>>>

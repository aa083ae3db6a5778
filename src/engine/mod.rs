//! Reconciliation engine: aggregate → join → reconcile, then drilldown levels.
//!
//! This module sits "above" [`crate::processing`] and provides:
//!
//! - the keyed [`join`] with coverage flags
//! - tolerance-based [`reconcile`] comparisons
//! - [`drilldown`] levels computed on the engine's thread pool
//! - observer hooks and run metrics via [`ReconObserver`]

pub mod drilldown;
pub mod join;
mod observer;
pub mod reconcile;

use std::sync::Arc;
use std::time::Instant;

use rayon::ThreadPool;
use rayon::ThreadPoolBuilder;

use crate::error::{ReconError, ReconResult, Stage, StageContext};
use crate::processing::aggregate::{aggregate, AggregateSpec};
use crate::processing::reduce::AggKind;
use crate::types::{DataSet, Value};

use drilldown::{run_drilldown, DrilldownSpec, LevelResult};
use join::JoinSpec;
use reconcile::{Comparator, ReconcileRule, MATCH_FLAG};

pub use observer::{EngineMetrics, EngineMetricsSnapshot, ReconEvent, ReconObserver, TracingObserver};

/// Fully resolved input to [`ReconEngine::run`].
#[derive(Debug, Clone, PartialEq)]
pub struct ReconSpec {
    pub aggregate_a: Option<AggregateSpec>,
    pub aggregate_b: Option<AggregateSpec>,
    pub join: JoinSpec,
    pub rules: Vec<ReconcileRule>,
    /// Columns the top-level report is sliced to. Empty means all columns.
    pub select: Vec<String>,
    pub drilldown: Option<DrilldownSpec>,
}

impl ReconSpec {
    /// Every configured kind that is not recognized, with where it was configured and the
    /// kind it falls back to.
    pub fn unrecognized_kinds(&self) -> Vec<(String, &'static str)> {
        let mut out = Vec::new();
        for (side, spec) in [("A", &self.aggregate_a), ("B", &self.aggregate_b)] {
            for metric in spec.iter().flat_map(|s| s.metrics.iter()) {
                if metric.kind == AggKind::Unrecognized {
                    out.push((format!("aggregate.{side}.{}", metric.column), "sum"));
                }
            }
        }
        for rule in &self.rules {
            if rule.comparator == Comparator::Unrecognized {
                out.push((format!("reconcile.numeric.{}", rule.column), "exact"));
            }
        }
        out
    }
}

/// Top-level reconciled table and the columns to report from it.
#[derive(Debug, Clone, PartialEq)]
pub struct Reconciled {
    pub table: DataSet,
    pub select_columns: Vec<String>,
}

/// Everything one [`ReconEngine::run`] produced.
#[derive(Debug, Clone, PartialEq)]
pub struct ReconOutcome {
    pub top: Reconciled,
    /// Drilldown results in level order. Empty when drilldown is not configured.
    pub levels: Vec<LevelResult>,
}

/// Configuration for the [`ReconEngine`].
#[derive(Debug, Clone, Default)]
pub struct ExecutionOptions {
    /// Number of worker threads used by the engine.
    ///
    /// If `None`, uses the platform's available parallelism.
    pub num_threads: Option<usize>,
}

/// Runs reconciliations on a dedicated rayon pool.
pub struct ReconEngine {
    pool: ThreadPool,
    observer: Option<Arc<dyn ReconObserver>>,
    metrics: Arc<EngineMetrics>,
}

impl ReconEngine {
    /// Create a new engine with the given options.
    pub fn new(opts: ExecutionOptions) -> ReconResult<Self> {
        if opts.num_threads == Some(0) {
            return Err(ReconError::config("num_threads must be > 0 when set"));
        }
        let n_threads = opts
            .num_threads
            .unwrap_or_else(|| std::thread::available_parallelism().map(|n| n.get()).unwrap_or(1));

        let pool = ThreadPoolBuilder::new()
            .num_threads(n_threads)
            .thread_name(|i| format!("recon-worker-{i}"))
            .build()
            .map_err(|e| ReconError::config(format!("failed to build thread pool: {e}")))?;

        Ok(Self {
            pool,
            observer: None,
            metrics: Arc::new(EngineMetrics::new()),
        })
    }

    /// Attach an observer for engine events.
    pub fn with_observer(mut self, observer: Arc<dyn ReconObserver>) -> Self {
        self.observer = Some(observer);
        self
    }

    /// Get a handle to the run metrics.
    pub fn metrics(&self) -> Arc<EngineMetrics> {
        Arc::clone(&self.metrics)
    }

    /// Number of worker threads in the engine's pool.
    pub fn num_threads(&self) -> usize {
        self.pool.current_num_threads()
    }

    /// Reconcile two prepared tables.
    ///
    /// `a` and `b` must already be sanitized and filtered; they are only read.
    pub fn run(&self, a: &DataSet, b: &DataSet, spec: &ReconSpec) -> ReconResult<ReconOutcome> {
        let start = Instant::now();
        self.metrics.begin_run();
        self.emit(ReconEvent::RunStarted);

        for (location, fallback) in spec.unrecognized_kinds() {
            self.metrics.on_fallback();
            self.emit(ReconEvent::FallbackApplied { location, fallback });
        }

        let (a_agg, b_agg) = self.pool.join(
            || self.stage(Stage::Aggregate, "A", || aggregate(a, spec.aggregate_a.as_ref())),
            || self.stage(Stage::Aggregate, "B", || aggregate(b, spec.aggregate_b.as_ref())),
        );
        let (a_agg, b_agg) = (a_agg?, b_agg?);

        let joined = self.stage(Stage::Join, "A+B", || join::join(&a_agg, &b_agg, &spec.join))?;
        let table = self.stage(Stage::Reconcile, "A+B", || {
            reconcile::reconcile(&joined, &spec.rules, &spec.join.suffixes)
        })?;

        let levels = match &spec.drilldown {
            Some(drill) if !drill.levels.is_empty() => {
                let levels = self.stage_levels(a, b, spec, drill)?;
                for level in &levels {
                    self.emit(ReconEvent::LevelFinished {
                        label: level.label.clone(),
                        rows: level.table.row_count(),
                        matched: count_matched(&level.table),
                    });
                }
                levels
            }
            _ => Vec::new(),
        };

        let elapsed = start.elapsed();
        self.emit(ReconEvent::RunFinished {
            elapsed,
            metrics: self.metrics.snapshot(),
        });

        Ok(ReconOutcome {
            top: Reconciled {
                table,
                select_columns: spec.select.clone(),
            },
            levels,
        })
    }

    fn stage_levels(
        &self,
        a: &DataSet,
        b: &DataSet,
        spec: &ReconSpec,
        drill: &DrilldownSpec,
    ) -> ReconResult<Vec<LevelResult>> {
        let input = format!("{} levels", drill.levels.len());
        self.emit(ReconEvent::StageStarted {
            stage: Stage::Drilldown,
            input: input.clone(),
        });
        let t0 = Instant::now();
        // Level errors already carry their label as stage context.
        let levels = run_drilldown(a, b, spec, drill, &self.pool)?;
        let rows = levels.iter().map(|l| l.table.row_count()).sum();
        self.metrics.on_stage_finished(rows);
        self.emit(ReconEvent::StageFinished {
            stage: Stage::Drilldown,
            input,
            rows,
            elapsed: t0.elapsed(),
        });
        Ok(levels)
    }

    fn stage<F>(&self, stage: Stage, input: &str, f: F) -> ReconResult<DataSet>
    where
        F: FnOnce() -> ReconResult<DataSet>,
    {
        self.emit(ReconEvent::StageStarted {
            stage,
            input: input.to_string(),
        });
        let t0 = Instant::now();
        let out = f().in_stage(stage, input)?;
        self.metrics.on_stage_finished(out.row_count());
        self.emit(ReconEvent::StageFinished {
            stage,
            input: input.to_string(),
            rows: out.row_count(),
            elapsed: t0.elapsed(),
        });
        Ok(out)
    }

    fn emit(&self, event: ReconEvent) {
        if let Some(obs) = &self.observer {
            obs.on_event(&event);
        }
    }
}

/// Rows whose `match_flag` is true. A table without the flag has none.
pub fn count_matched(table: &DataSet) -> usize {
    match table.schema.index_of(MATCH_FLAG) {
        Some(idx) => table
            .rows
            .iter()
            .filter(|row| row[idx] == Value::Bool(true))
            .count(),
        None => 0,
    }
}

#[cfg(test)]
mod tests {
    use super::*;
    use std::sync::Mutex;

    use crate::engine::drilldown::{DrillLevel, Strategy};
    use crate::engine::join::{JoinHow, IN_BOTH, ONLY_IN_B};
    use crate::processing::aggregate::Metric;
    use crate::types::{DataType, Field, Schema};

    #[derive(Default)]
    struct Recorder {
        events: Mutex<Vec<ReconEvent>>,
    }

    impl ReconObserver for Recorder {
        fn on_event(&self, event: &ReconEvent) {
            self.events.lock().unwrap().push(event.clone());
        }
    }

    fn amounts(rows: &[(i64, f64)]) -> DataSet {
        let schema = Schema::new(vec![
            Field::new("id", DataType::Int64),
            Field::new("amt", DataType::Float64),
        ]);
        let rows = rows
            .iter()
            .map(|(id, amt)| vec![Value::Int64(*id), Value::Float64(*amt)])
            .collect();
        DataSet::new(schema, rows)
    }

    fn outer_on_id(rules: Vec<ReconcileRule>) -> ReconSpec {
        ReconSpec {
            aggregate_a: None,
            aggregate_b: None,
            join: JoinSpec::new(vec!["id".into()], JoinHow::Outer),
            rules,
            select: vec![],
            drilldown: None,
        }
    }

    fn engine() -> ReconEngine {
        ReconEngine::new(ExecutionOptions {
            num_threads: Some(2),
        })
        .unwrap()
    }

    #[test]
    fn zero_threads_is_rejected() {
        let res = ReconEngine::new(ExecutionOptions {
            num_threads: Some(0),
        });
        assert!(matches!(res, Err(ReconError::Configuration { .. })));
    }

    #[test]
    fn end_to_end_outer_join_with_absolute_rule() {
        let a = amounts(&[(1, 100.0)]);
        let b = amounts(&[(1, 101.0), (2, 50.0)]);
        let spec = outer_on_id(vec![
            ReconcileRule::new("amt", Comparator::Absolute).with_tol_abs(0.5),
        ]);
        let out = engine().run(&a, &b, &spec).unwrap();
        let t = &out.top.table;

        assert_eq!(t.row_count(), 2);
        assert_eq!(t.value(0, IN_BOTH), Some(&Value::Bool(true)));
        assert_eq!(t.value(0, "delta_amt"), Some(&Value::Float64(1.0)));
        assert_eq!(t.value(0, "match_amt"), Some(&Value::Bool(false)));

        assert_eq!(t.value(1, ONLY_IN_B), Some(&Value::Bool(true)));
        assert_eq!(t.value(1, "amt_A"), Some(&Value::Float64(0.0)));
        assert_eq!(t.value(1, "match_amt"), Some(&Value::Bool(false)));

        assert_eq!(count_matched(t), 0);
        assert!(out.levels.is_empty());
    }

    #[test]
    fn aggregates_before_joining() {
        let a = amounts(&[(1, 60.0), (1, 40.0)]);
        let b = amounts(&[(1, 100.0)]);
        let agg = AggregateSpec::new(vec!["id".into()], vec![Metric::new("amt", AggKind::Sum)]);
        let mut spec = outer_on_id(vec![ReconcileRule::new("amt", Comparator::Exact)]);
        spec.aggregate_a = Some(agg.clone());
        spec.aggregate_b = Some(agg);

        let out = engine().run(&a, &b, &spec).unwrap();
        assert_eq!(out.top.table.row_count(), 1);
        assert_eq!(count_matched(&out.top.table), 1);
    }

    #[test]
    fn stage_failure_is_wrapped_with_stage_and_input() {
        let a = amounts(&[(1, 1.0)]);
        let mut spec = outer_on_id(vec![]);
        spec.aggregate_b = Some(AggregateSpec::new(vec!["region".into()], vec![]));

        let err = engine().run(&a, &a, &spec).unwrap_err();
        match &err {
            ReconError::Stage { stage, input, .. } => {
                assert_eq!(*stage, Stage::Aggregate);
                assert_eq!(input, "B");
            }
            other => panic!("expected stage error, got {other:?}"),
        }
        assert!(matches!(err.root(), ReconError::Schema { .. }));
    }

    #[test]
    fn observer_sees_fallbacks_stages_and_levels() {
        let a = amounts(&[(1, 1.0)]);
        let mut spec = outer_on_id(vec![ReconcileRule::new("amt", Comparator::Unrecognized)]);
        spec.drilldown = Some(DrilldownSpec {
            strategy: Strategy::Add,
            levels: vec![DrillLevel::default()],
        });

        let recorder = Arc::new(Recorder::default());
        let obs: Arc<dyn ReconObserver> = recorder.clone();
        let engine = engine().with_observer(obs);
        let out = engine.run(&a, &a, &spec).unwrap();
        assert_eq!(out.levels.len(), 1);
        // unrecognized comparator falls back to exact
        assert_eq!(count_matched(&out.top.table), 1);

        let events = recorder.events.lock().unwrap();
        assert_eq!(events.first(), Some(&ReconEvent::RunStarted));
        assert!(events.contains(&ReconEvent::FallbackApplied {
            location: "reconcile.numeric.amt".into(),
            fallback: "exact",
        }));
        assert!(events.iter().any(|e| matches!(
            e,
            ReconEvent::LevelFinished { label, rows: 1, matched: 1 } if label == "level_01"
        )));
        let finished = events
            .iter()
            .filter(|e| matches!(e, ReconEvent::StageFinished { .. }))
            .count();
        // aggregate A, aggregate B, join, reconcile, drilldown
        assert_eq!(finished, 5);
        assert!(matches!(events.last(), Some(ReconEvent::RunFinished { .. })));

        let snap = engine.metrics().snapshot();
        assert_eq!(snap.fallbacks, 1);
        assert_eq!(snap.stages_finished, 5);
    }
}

<<<

▸ **Work to complete**: Repeat only the tail of the entries, exactly: the line containing "spec.drilldown = Some(DrilldownSpec" and every line after it, to the end.

▸ **Exercise solution**:
        spec.drilldown = Some(DrilldownSpec {
            strategy: Strategy::Add,
            levels: vec![DrillLevel::default()],
        });

        let recorder = Arc::new(Recorder::default());
        let obs: Arc<dyn ReconObserver> = recorder.clone();
        let engine = engine().with_observer(obs);
        let out = engine.run(&a, &a, &spec).unwrap();
        assert_eq!(out.levels.len(), 1);
        // unrecognized comparator falls back to exact
        assert_eq!(count_matched(&out.top.table), 1);

        let events = recorder.events.lock().unwrap();
        assert_eq!(events.first(), Some(&ReconEvent::RunStarted));
        assert!(events.contains(&ReconEvent::FallbackApplied {
            location: "reconcile.numeric.amt".into(),
            fallback: "exact",
        }));
        assert!(events.iter().any(|e| matches!(
            e,
            ReconEvent::LevelFinished { label, rows: 1, matched: 1 } if label == "level_01"
        )));
        let finished = events
            .iter()
            .filter(|e| matches!(e, ReconEvent::StageFinished { .. }))
            .count();
        // aggregate A, aggregate B, join, reconcile, drilldown
        assert_eq!(finished, 5);
        assert!(matches!(events.last(), Some(ReconEvent::RunFinished { .. })));

        let snap = engine.metrics().snapshot();
        assert_eq!(snap.fallbacks, 1);
        assert_eq!(snap.stages_finished, 5);
    }
}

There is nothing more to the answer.